What is expected ->
Across the following data, state how many lines include the word "resorts". Provide the number alone.

Records supplied ->
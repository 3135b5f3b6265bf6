//! `watch` subcommand: the refresh loop without a browser.
//!
//! Each tick fetches, applies `DataArrived` and logs a summary. A failed
//! fetch is logged and the loop waits for the next tick.

use crate::Pipeline;
use log::{info, warn};
use snow_core::config::Config;
use snow_core::fetch::CsvClient;
use snow_data::state::{ForecastEvent, ForecastState, LoadStatus, MapEvent, MapState};
use std::time::Duration;
use tokio::time::{interval, MissedTickBehavior};

pub async fn run_watch(
    mut config: Config,
    pipeline: Pipeline,
    url: Option<String>,
    interval_secs: Option<u64>,
) -> anyhow::Result<()> {
    if let Some(url) = url {
        match pipeline {
            Pipeline::Map => config.map.data_url = url,
            Pipeline::Forecast => config.forecast.data_url = url,
        }
    }
    let period = match (interval_secs, pipeline) {
        (Some(0), _) => anyhow::bail!("--interval-secs must be greater than zero"),
        (Some(secs), _) => Duration::from_secs(secs),
        (None, Pipeline::Map) => config.map.refresh_interval(),
        (None, Pipeline::Forecast) => config.forecast.refresh_interval(),
    };

    let client = CsvClient::new()?;
    let mut ticker = interval(period);
    // A slow fetch delays the next tick instead of bursting to catch up.
    ticker.set_missed_tick_behavior(MissedTickBehavior::Delay);
    info!("Watching {:?} every {}s", pipeline, period.as_secs());

    let mut map_state = MapState::default();
    let mut forecast_state = ForecastState::default();
    loop {
        ticker.tick().await;
        match pipeline {
            Pipeline::Map => {
                map_state.apply(MapEvent::Fetch, &config.map);
                let result = client.fetch_csv(&config.map.data_url).await.map_err(|e| e.to_string());
                map_state.apply(MapEvent::DataArrived(result), &config.map);
                log_map_summary(&map_state, &config);
            }
            Pipeline::Forecast => {
                forecast_state.apply(ForecastEvent::Fetch, &config.forecast);
                let result = client
                    .fetch_csv(&config.forecast.data_url)
                    .await
                    .map_err(|e| e.to_string());
                forecast_state.apply(ForecastEvent::DataArrived(result), &config.forecast);
                log_forecast_summary(&forecast_state, &config);
            }
        }
    }
}

fn log_map_summary(state: &MapState, config: &Config) {
    if let LoadStatus::Failed(msg) = &state.status {
        warn!("{} (keeping {} resorts)", msg, state.records.len());
        return;
    }
    let markers = state.render(&config.map);
    let open = markers.markers.iter().filter(|m| m.open).count();
    info!(
        "{} resorts, {} open, {} skipped; updated {}",
        markers.len(),
        open,
        markers.skipped.len(),
        state.last_updated.as_deref().unwrap_or("Unknown")
    );
}

fn log_forecast_summary(state: &ForecastState, config: &Config) {
    if let LoadStatus::Failed(msg) = &state.status {
        warn!("{} (keeping {} rows)", msg, state.records.len());
        return;
    }
    let table = state.render(&config.forecast);
    let leader = table.rows.first().map(|r| r.name.as_str()).unwrap_or("-");
    info!(
        "{} forecast rows; most snow: {}; updated {}",
        table.rows.len(),
        leader,
        table.last_updated
    );
}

Written solution ->
2